── DATA PROVIDED

//! Provider registry: registration, lifecycle, scoring, and dispatch.
//!
//! Dispatch composes the three reliability layers in a fixed order:
//! acquire a concurrency permit, consult the circuit breaker, then run
//! the adapter (which owns the retry loop). The permit is RAII and the
//! breaker sees exactly one observation per user-visible call.
//!
//! The provider map is read-mostly under an async `RwLock`; per-provider
//! mutable state (breaker, limiter, health, score) lives inside each
//! [`ProviderState`] behind its own locks and is never touched under
//! the registry-wide lock.

use chrono::{DateTime, Utc};
use dashmap::DashMap;
use std::collections::HashMap;
use std::sync::atomic::{AtomicBool, Ordering};
use std::sync::Arc;
use tokio::sync::RwLock;
use tokio::time::Instant;
use tracing::{info, warn};

use crate::auth::Credential;
use crate::circuit_breaker::{CircuitBreaker, CircuitBreakerConfig, CircuitState};
use crate::error::ProviderError;
use crate::limiter::{ConcurrencyLimiter, LimiterStats, RequestPermit};
use crate::models::{
    CompletionRequest, CompletionResponse, HealthState, ProviderRecord,
};
use crate::providers::adapter::HttpAdapter;
use crate::providers::catalog;
use crate::providers::{AdapterConfig, CompletionStream, Provider};

/// Runtime state the registry keeps per provider, wrapped around the
/// pure adapter.
pub struct ProviderState {
    name: String,
    adapter: Arc<dyn Provider>,
    breaker: CircuitBreaker,
    limiter: ConcurrencyLimiter,
    health: std::sync::RwLock<HealthState>,
    /// Last externally verified quality score; unknown sorts last
    score: std::sync::RwLock<Option<f64>>,
    draining: AtomicBool,
}

impl ProviderState {
    fn new(adapter: Arc<dyn Provider>, breaker_config: CircuitBreakerConfig) -> Self {
        let name = adapter.name().to_string();
        let capacity = adapter.capabilities().limits.max_concurrent_requests;
        Self {
            breaker: CircuitBreaker::new(name.clone(), breaker_config),
            limiter: ConcurrencyLimiter::new(capacity),
            health: std::sync::RwLock::new(HealthState::Unknown),
            score: std::sync::RwLock::new(None),
            draining: AtomicBool::new(false),
            name,
            adapter,
        }
    }

    pub fn name(&self) -> &str {
        &self.name
    }

    pub fn adapter(&self) -> &Arc<dyn Provider> {
        &self.adapter
    }

    pub fn health(&self) -> HealthState {
        *self.health.read().unwrap_or_else(|poisoned| poisoned.into_inner())
    }

    pub fn score(&self) -> Option<f64> {
        *self.score.read().unwrap_or_else(|poisoned| poisoned.into_inner())
    }

    pub fn breaker_state(&self) -> CircuitState {
        self.breaker.state()
    }

    pub fn limiter_stats(&self) -> LimiterStats {
        self.limiter.stats()
    }

    pub fn is_draining(&self) -> bool {
        self.draining.load(Ordering::Acquire)
    }

    fn set_health(&self, health: HealthState) {
        *self.health.write().unwrap_or_else(|poisoned| poisoned.into_inner()) = health;
    }

    fn set_score(&self, score: f64) {
        *self.score.write().unwrap_or_else(|poisoned| poisoned.into_inner()) = Some(score);
    }

    fn observe(&self, error: Option<&ProviderError>) {
        match error {
            None => {
                self.breaker.record_success();
                self.set_health(HealthState::Healthy);
            }
            Some(error) => {
                if error.counts_as_failure() {
                    self.breaker.record_failure();
                }
                match error {
                    ProviderError::RateLimited => self.set_health(HealthState::RateLimited),
                    ProviderError::AuthFailed { .. }
                    | ProviderError::AuthProductRestricted { .. } => {
                        self.set_health(HealthState::AuthFailed)
                    }
                    ProviderError::Cancelled | ProviderError::InvalidRequest { .. } => {}
                    _ => self.set_health(HealthState::Unhealthy),
                }
            }
        }
    }
}

/// Per-provider request counters, exponential-moving-average latency.
#[derive(Debug, Clone, Default)]
pub struct ProviderMetrics {
    pub total_requests: u64,
    pub successful_requests: u64,
    pub failed_requests: u64,
    pub average_latency_ms: f64,
    pub last_request: Option<DateTime<Utc>>,
}

impl ProviderMetrics {
    fn record(&mut self, success: bool, latency_ms: u64) {
        self.total_requests += 1;
        if success {
            self.successful_requests += 1;
        } else {
            self.failed_requests += 1;
        }
        let alpha = 0.1;
        self.average_latency_ms = alpha * latency_ms as f64 + (1.0 - alpha) * self.average_latency_ms;
        self.last_request = Some(Utc::now());
    }

    pub fn success_rate(&self) -> f64 {
        if self.total_requests == 0 {
            1.0
        } else {
            self.successful_requests as f64 / self.total_requests as f64
        }
    }
}

/// Multiplexes completion requests over registered providers.
pub struct ProviderRegistry {
    providers: RwLock<HashMap<String, Arc<ProviderState>>>,
    breaker_config: CircuitBreakerConfig,
    metrics: DashMap<String, ProviderMetrics>,
}

impl Default for ProviderRegistry {
    fn default() -> Self {
        Self::new()
    }
}

impl ProviderRegistry {
    pub fn new() -> Self {
        Self::with_breaker_config(CircuitBreakerConfig::default())
    }

    pub fn with_breaker_config(breaker_config: CircuitBreakerConfig) -> Self {
        Self {
            providers: RwLock::new(HashMap::new()),
            breaker_config,
            metrics: DashMap::new(),
        }
    }

    /// Register an adapter. Names are unique; a duplicate is a
    /// configuration error.
    pub async fn register(&self, adapter: Arc<dyn Provider>) -> Result<(), ProviderError> {
        let state = Arc::new(ProviderState::new(adapter, self.breaker_config.clone()));
        let mut providers = self.providers.write().await;
        if providers.contains_key(state.name()) {
            return Err(ProviderError::Configuration {
                message: format!("provider {} is already registered", state.name()),
            });
        }
        info!(provider = %state.name(), "registered provider");
        providers.insert(state.name().to_string(), state);
        Ok(())
    }

    /// Build and register an HTTP adapter from a configuration record.
    pub async fn register_from_record(&self, record: ProviderRecord) -> Result<(), ProviderError> {
        let descriptor =
            catalog::descriptor(&record.provider_type).ok_or_else(|| ProviderError::Configuration {
                message: format!("unknown provider type {}", record.provider_type),
            })?;

        let credential = if record.api_key.is_empty() {
            Credential::None
        } else {
            Credential::ApiKey(record.api_key.clone())
        };
        let mut config = AdapterConfig::new(credential);
        if let Some(name) = record.name.clone() {
            config = config.with_name(name);
        }
        if let Some(base_url) = record.base_url.clone() {
            config = config.with_base_url(base_url);
        }
        if let Some(model) = record.default_model.clone() {
            config = config.with_default_model(model);
        }
        if let Some(cap) = record.max_concurrent_requests {
            config = config.with_max_concurrent_requests(cap);
        }
        for (key, value) in &record.headers {
            config = config.with_header(key.clone(), value.clone());
        }

        let adapter = HttpAdapter::from_descriptor(descriptor, config)?;
        self.register(Arc::new(adapter)).await
    }

    pub async fn get(&self, name: &str) -> Option<Arc<ProviderState>> {
        self.providers.read().await.get(name).cloned()
    }

    pub async fn list(&self) -> Vec<String> {
        let mut names: Vec<String> = self.providers.read().await.keys().cloned().collect();
        names.sort();
        names
    }

    pub async fn len(&self) -> usize {
        self.providers.read().await.len()
    }

    pub async fn is_empty(&self) -> bool {
        self.providers.read().await.is_empty()
    }

    /// Record an externally verified quality score for ordering.
    pub async fn set_score(&self, name: &str, score: f64) -> Result<(), ProviderError> {
        let state = self.get(name).await.ok_or_else(|| ProviderError::Configuration {
            message: format!("provider {name} is not registered"),
        })?;
        state.set_score(score);
        Ok(())
    }

    /// Providers ordered by verifier score, best first; unscored
    /// providers sort last.
    pub async fn providers_by_score(&self) -> Vec<Arc<ProviderState>> {
        let mut states: Vec<Arc<ProviderState>> =
            self.providers.read().await.values().cloned().collect();
        states.sort_by(|a, b| match (a.score(), b.score()) {
            (Some(x), Some(y)) => y.partial_cmp(&x).unwrap_or(std::cmp::Ordering::Equal),
            (Some(_), None) => std::cmp::Ordering::Less,
            (None, Some(_)) => std::cmp::Ordering::Greater,
            (None, None) => a.name().cmp(b.name()),
        });
        states
    }

    pub fn metrics(&self, name: &str) -> Option<ProviderMetrics> {
        self.metrics.get(name).map(|entry| entry.clone())
    }

    /// Dispatch to the best-scored eligible provider, falling through
    /// to the next one only when a provider cannot accept the call at
    /// all (draining, circuit open, or permit starvation).
    pub async fn complete(
        &self,
        request: CompletionRequest,
        deadline: Option<Instant>,
    ) -> Result<CompletionResponse, ProviderError> {
        let ordered = self.providers_by_score().await;
        if ordered.is_empty() {
            return Err(ProviderError::Configuration {
                message: "no providers registered".to_string(),
            });
        }

        let mut last_error = None;
        for state in ordered {
            match self.dispatch(state.clone(), request.clone(), deadline).await {
                Err(error @ (ProviderError::CircuitOpen { .. } | ProviderError::PermitTimeout)) => {
                    warn!(provider = %state.name(), "skipping provider: {error}");
                    last_error = Some(error);
                }
                other => return other,
            }
        }
        Err(last_error.unwrap_or(ProviderError::Configuration {
            message: "no eligible provider".to_string(),
        }))
    }

    /// Dispatch to one provider by name.
    pub async fn complete_with(
        &self,
        name: &str,
        request: CompletionRequest,
        deadline: Option<Instant>,
    ) -> Result<CompletionResponse, ProviderError> {
        let state = self.get(name).await.ok_or_else(|| ProviderError::Configuration {
            message: format!("provider {name} is not registered"),
        })?;
        self.dispatch(state, request, deadline).await
    }

    /// Streaming dispatch to one provider by name. The permit rides
    /// inside the returned stream and frees on drop or exhaustion.
    pub async fn complete_stream_with(
        &self,
        name: &str,
        request: CompletionRequest,
        deadline: Option<Instant>,
    ) -> Result<CompletionStream, ProviderError> {
        let state = self.get(name).await.ok_or_else(|| ProviderError::Configuration {
            message: format!("provider {name} is not registered"),
        })?;

        if state.is_draining() {
            return Err(ProviderError::Configuration {
                message: format!("provider {name} is shutting down"),
            });
        }

        let permit = state.limiter.acquire(deadline).await?;
        state.breaker.check()?;

        match state.adapter.complete_stream(request, deadline).await {
            Ok(stream) => {
                state.observe(None);
                Ok(hold_permit(stream, permit))
            }
            Err(error) => {
                state.observe(Some(&error));
                Err(error)
            }
        }
    }

    async fn dispatch(
        &self,
        state: Arc<ProviderState>,
        request: CompletionRequest,
        deadline: Option<Instant>,
    ) -> Result<CompletionResponse, ProviderError> {
        if state.is_draining() {
            return Err(ProviderError::Configuration {
                message: format!("provider {} is shutting down", state.name()),
            });
        }

        // Fixed composition: permit, then breaker, then the adapter's
        // retry loop. The permit frees on every path out.
        let _permit = state.limiter.acquire(deadline).await?;
        state.breaker.check()?;

        let started = Instant::now();
        let result = state.adapter.complete(request, deadline).await;
        let latency_ms = started.elapsed().as_millis() as u64;

        state.observe(result.as_ref().err());
        self.metrics
            .entry(state.name().to_string())
            .or_default()
            .record(result.is_ok(), latency_ms);

        result
    }

    /// Wait for in-flight requests to finish, then remove the
    /// provider. New requests are refused as soon as this is called.
    pub async fn unregister(
        &self,
        name: &str,
        deadline: Option<Instant>,
    ) -> Result<(), ProviderError> {
        let state = self.remove(name).await?;
        state.draining.store(true, Ordering::Release);
        let drained = state.limiter.drain(deadline).await;
        info!(provider = %name, graceful = drained.is_ok(), "unregistered provider");
        drained
    }

    /// Remove the provider immediately, aborting queued waiters.
    pub async fn unregister_forced(&self, name: &str) -> Result<(), ProviderError> {
        let state = self.remove(name).await?;
        state.draining.store(true, Ordering::Release);
        state.limiter.close();
        info!(provider = %name, "forcibly unregistered provider");
        Ok(())
    }

    async fn remove(&self, name: &str) -> Result<Arc<ProviderState>, ProviderError> {
        self.providers
            .write()
            .await
            .remove(name)
            .ok_or_else(|| ProviderError::Configuration {
                message: format!("provider {name} is not registered"),
            })
    }

    /// Probe every provider and refresh health states.
    pub async fn health_check_all(&self) -> HashMap<String, HealthState> {
        let states: Vec<Arc<ProviderState>> =
            self.providers.read().await.values().cloned().collect();

        let mut results = HashMap::new();
        for state in states {
            let health = match state.adapter.health_check().await {
                Ok(()) => HealthState::Healthy,
                Err(ProviderError::RateLimited) => HealthState::RateLimited,
                Err(ProviderError::AuthFailed { .. })
                | Err(ProviderError::AuthProductRestricted { .. }) => HealthState::AuthFailed,
                Err(_) => HealthState::Unhealthy,
            };
            state.set_health(health);
            results.insert(state.name().to_string(), health);
        }
        results
    }
}

/// Keep the request permit alive for the lifetime of a stream.
fn hold_permit(mut stream: CompletionStream, permit: RequestPermit) -> CompletionStream {
    use futures::StreamExt;
    Box::pin(async_stream::stream! {
        let _permit = permit;
        while let Some(item) = stream.next().await {
            yield item;
        }
    })
}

────

### WHAT NEEDS TO BE DONE:
Considering only the data above, return the lines in which "RateLimited" occurs.

### SOLUTION TO THIS EXERCISE:
                    ProviderError::RateLimited => self.set_health(HealthState::RateLimited),
                Err(ProviderError::RateLimited) => HealthState::RateLimited,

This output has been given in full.